Without having more information I have to assume some things about your workout. But from the information you've given me I can guarantee with certainty you're not recovering from your workouts. If you were you would be making progress. Over-training is the most common mistake made in the weight room. Bad form is possibly the second. Not having a goal in mind is another.

Eventually, you will have to decide what your ultimate goal is, strength or size. The training stimulus required is different for each. Fred Hatfield, who officially squatted over 1000 pounds, does not have the leg development to compete in a state level bodybuilding show. The reverse is also true. Body builders do not have the one rep max strength to even think of competing in a power-lifting event. Strength comes with size but it is not in direct proportion.

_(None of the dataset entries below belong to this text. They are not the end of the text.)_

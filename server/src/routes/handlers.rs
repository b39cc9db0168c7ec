use std::cmp::Ordering;
use std::collections::HashMap;
use std::time::{Duration, Instant};

use log::debug;
use time::Date;
use warp::{
    http::StatusCode,
    reject,
    reply::{json, with_header, with_status, Reply},
};

use crate::environment::Environment;
use crate::errors::BackendError;
use crate::location;
use crate::review::{parse_date, AnnotatedReview, Review};
use crate::routes::{
    query::ListQuery,
    rejection::{Context, Rejection},
};
use crate::sentiment::SentimentScorer;

const SERVER_TIMING_HEADER: &str = "server-timing";
type RouteResult = Result<Box<dyn Reply>, reject::Rejection>;

macro_rules! timed {
    ($($expression:stmt);+) => {
        let start = Instant::now();

        let result = { $($expression)+ };

        Ok(Box::new(with_header(
            result,
            SERVER_TIMING_HEADER,
            format_server_timing(start.elapsed()),
        )) as Box<dyn Reply>)
    };
}

pub async fn list(environment: Environment, query: ListQuery) -> RouteResult {
    timed! {
        let error_handler = |e: BackendError| {
            Rejection::new(
                Context::list(
                    query.location.clone(),
                    query.start_date.clone(),
                    query.end_date.clone(),
                ),
                e,
            )
        };

        debug!(environment.logger, "Listing reviews..."; "location" => ?query.location, "start_date" => ?query.start_date, "end_date" => ?query.end_date);

        let reviews = environment.store.snapshot();

        let mut annotated = annotate(reviews, &environment.scorer);
        sort_by_compound(&mut annotated);

        let annotated =
            filter_by_location(annotated, query.location.as_deref()).map_err(&error_handler)?;
        let annotated = filter_by_date_window(
            annotated,
            query.start_date.as_deref(),
            query.end_date.as_deref(),
        )
        .map_err(&error_handler)?;

        with_status(json(&annotated), StatusCode::OK)
    }
}

pub async fn create(environment: Environment, form: HashMap<String, String>) -> RouteResult {
    timed! {
        let error_handler = |e: BackendError| Rejection::new(Context::create(), e);

        let review = validate_submission(&form).map_err(&error_handler)?;

        debug!(environment.logger, "Appending review..."; "id" => &review.id, "location" => &review.location);

        // Persist before replying: a 201 promises the review is durable.
        environment
            .store
            .append(review.clone())
            .await
            .map_err(&error_handler)?;

        with_status(json(&review), StatusCode::CREATED)
    }
}

/// Checks a form submission and builds the review to store. Only
/// absence of a field is rejected; empty strings pass through verbatim.
fn validate_submission(form: &HashMap<String, String>) -> Result<Review, BackendError> {
    let body = form.get("ReviewBody").ok_or(BackendError::MissingFields)?;
    let location = form.get("Location").ok_or(BackendError::MissingFields)?;

    if !location::is_valid(location) {
        return Err(BackendError::InvalidLocation);
    }

    Ok(Review::new(body.clone(), location.clone()))
}

fn annotate(reviews: Vec<Review>, scorer: &SentimentScorer) -> Vec<AnnotatedReview> {
    reviews
        .into_iter()
        .map(|review| {
            let sentiment = scorer.score(&review.body);
            AnnotatedReview { review, sentiment }
        })
        .collect()
}

/// Stable descending sort on the compound score; equal scores keep
/// their insertion order.
fn sort_by_compound(reviews: &mut [AnnotatedReview]) {
    reviews.sort_by(|a, b| {
        b.sentiment
            .compound
            .partial_cmp(&a.sentiment.compound)
            .unwrap_or(Ordering::Equal)
    });
}

fn filter_by_location(
    reviews: Vec<AnnotatedReview>,
    location: Option<&str>,
) -> Result<Vec<AnnotatedReview>, BackendError> {
    let location = match location {
        Some(location) => location,
        None => return Ok(reviews),
    };

    if !location::is_valid(location) {
        return Err(BackendError::InvalidLocation);
    }

    Ok(reviews
        .into_iter()
        .filter(|r| r.review.location == location)
        .collect())
}

/// Keeps reviews whose timestamp date falls inside the given bounds,
/// both inclusive. With neither bound present no date filtering
/// happens at all.
fn filter_by_date_window(
    reviews: Vec<AnnotatedReview>,
    start_date: Option<&str>,
    end_date: Option<&str>,
) -> Result<Vec<AnnotatedReview>, BackendError> {
    if start_date.is_none() && end_date.is_none() {
        return Ok(reviews);
    }

    let start = parse_bound(start_date)?;
    let end = parse_bound(end_date)?;

    let mut kept = Vec::with_capacity(reviews.len());

    for review in reviews {
        let date = review.review.date()?;

        let after_start = start.map_or(true, |s| date >= s);
        let before_end = end.map_or(true, |e| date <= e);

        if after_start && before_end {
            kept.push(review);
        }
    }

    Ok(kept)
}

fn parse_bound(bound: Option<&str>) -> Result<Option<Date>, BackendError> {
    bound
        .map(|b| parse_date(b).map_err(|_| BackendError::InvalidDateFormat))
        .transpose()
}

fn format_server_timing(seconds: Duration) -> String {
    format!("handler;dur={}", seconds.as_secs_f64() * 1000.0)
}
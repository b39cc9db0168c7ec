use std::collections::HashSet;

use lazy_static::lazy_static;

/// The metro areas a review may be tagged with. Matching anywhere in the
/// service is an exact string comparison, case and punctuation included.
pub const VALID_LOCATIONS: [&str; 19] = [
    "Albuquerque, New Mexico",
    "Carlsbad, California",
    "Chula Vista, California",
    "Colorado Springs, Colorado",
    "Denver, Colorado",
    "El Cajon, California",
    "El Paso, Texas",
    "Escondido, California",
    "Fresno, California",
    "La Mesa, California",
    "Las Vegas, Nevada",
    "Los Angeles, California",
    "Mesa, Arizona",
    "Oceanside, California",
    "Phoenix, Arizona",
    "Sacramento, California",
    "Salt Lake City, Utah",
    "San Diego, California",
    "Tucson, Arizona",
];

lazy_static! {
    static ref VALID_LOCATION_SET: HashSet<&'static str> =
        VALID_LOCATIONS.iter().copied().collect();
}

pub fn is_valid(location: &str) -> bool {
    VALID_LOCATION_SET.contains(location)
}
use serde::Deserialize;

/// The optional filters accepted by the list endpoint. Dates are kept
/// as raw strings here; validation happens in the handler so a bad
/// value maps to the right error body.
#[derive(Debug, Deserialize)]
pub struct ListQuery {
    pub location: Option<String>,
    pub start_date: Option<String>,
    pub end_date: Option<String>,
}
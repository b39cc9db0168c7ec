use std::sync::Mutex;

use slog::Drain;
use slog::Fuse;
use slog_async::Async;
use slog_json::Json;

pub use slog::{debug, error, info, o, trace, warn, Discard, Logger};

/// Builds the root logger: JSON lines on stderr behind an async drain,
/// tagged with the build information from `info`.
pub fn initialize_logger() -> Logger {
    let drain = Mutex::new(Json::default(std::io::stderr())).map(Fuse);
    let drain = Async::new(drain).build().fuse();

    Logger::root(
        drain,
        o!("version" => info::VERSION, "revision" => info::REVISION, "build_timestamp" => info::BUILD_TIMESTAMP),
    )
}
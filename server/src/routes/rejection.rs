use serde::Serialize;
use warp::reject;

use crate::errors::BackendError;

#[derive(Debug)]
pub struct Rejection {
    pub(crate) context: Context,
    pub(crate) error: BackendError,
}

impl Rejection {
    pub fn new(context: Context, error: BackendError) -> Self {
        Rejection { context, error }
    }

    pub fn flatten(&self) -> FlattenedRejection {
        FlattenedRejection {
            error: format!("{}", self.error),
        }
    }
}

impl reject::Reject for Rejection {}

/// The client-visible error body. The wire contract is a single
/// human-readable `error` key, nothing else.
#[derive(Debug, Serialize)]
pub struct FlattenedRejection {
    pub(crate) error: String,
}

/// Where in request handling the error arose. Logged alongside the
/// error, never serialized to the client.
#[derive(Clone, Debug)]
pub enum Context {
    List {
        location: Option<String>,
        start_date: Option<String>,
        end_date: Option<String>,
    },
    Create,
}

impl Context {
    pub fn list(
        location: Option<String>,
        start_date: Option<String>,
        end_date: Option<String>,
    ) -> Context {
        Context::List {
            location,
            start_date,
            end_date,
        }
    }

    pub fn create() -> Context {
        Context::Create
    }
}
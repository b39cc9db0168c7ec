use std::sync::Arc;

use log::{error, Logger};
use warp::http::StatusCode;
use warp::reject;
use warp::reply::{json, with_status, Json, WithStatus};

use crate::errors::BackendError;

pub mod admin;
mod handlers;
mod query;
mod rejection;
mod response;

pub use internal::*;

pub async fn format_rejection(
    logger: Arc<Logger>,
    rej: reject::Rejection,
) -> Result<WithStatus<Json>, reject::Rejection> {
    if let Some(r) = rej.find::<rejection::Rejection>() {
        let e = &r.error;
        error!(logger, "Request failed"; "context" => ?r.context, "error" => ?r.error, "status" => %status_code_for(e), "message" => %r.error);
        let flattened = r.flatten();

        return Ok(with_status(json(&flattened), status_code_for(e)));
    }

    Err(rej)
}

fn status_code_for(e: &BackendError) -> StatusCode {
    use BackendError::*;

    match e {
        InvalidLocation | InvalidDateFormat | MissingFields => StatusCode::BAD_REQUEST,
        _ => StatusCode::INTERNAL_SERVER_ERROR,
    }
}

mod internal {
    use std::collections::HashMap;

    use warp::filters::BoxedFilter;
    use warp::Filter;
    use warp::Reply;
    use warp::{get as g, post, query};

    use super::{handlers, query as q};
    use crate::environment::Environment;

    type Route = BoxedFilter<(Box<dyn Reply>,)>;

    // Dispatch is purely on method; the path is never inspected.

    pub fn make_list_route(environment: Environment) -> Route {
        warp::any()
            .map(move || environment.clone())
            .and(g())
            .and(query::<q::ListQuery>())
            .and_then(handlers::list)
            .boxed()
    }

    pub fn make_create_route(environment: Environment) -> Route {
        warp::any()
            .map(move || environment.clone())
            .and(post())
            .and(warp::body::form::<HashMap<String, String>>())
            .and_then(handlers::create)
            .boxed()
    }
}
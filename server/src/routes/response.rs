use serde::Serialize;

/// The admin health check payload.
#[derive(Debug, Serialize)]
pub struct Healthz<'a> {
    pub revision: Option<&'a str>,
    pub timestamp: Option<&'a str>,
    pub version: &'a str,
}
use vader_sentiment::SentimentIntensityAnalyzer;

use crate::review::SentimentScore;

/// Wraps the VADER intensity analyzer behind a small, infallible
/// interface. Scoring is a pure function of the text; the lexicon is
/// fixed when the analyzer is built, so results never change between
/// calls for the same input.
pub struct SentimentScorer {
    analyzer: SentimentIntensityAnalyzer<'static>,
}

impl SentimentScorer {
    pub fn new() -> Self {
        SentimentScorer {
            analyzer: SentimentIntensityAnalyzer::new(),
        }
    }

    /// Scores one piece of text. Any string is accepted, including the
    /// empty one, which scores neutral across the board.
    pub fn score(&self, text: &str) -> SentimentScore {
        let scores = self.analyzer.polarity_scores(text);
        let value = |key: &str| scores.get(key).copied().unwrap_or(0.0);

        SentimentScore {
            neg: value("neg"),
            neu: value("neu"),
            pos: value("pos"),
            compound: value("compound"),
        }
    }
}

impl Default for SentimentScorer {
    fn default() -> Self {
        Self::new()
    }
}

#[cfg(test)]
mod tests {
    use super::*;

    #[test]
    fn positive_text_scores_positive() {
        let scorer = SentimentScorer::new();
        let score = scorer.score("This place is absolutely wonderful, I love it!");

        assert!(score.compound > 0.0);
        assert!(score.pos > 0.0);
    }

    #[test]
    fn negative_text_scores_negative() {
        let scorer = SentimentScorer::new();
        let score = scorer.score("Terrible experience, I hate everything about it.");

        assert!(score.compound < 0.0);
        assert!(score.neg > 0.0);
    }

    #[test]
    fn empty_text_scores_zero() {
        let scorer = SentimentScorer::new();
        let score = scorer.score("");

        assert_eq!(score.compound, 0.0);
    }

    #[test]
    fn scoring_is_deterministic() {
        let scorer = SentimentScorer::new();
        let text = "The service was fine but the food was disappointing.";

        assert_eq!(scorer.score(text), scorer.score(text));
    }
}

Your trouble is mainly due to over-training. I also get the impression from your e-mail that there is no structure to your training. The following workout will help you with both of these problems. I've taken into consideration for the time being that you want a bigger bench and muscular size.

Weeks 1 - 4

Sets: 3
Flat Bench 10-12 reps 60 seconds rest interval
Flat Flys 10-12 reps 60 seconds rest interval
Low Incline Brbl 10-12 reps 60 seconds rest interval
Cable X-overs 10-12 reps 30 seconds rest interval

Weeks 5 - 8

Sets: 2
Flat Bench 6-9 reps 90 seconds rest interval
Low Incline Brbl 8-10 reps 60 seconds rest interval
Flat Flys 8-10 reps 60 seconds rest interval
Cable X-overs 8-10 reps 60 seconds rest interval

Weeks 9 - 12

Sets: 1
Flat Bench 4-6 reps 150 seconds rest interval
Low Incline Brbl 5-7 reps 120 seconds rest interval
Flat Flys (2 sets) 8-10 reps 90 seconds rest interval

The sets in this workout do not include warm-ups. Use strict form when performing the exercises. Good luck! Let us know what happens.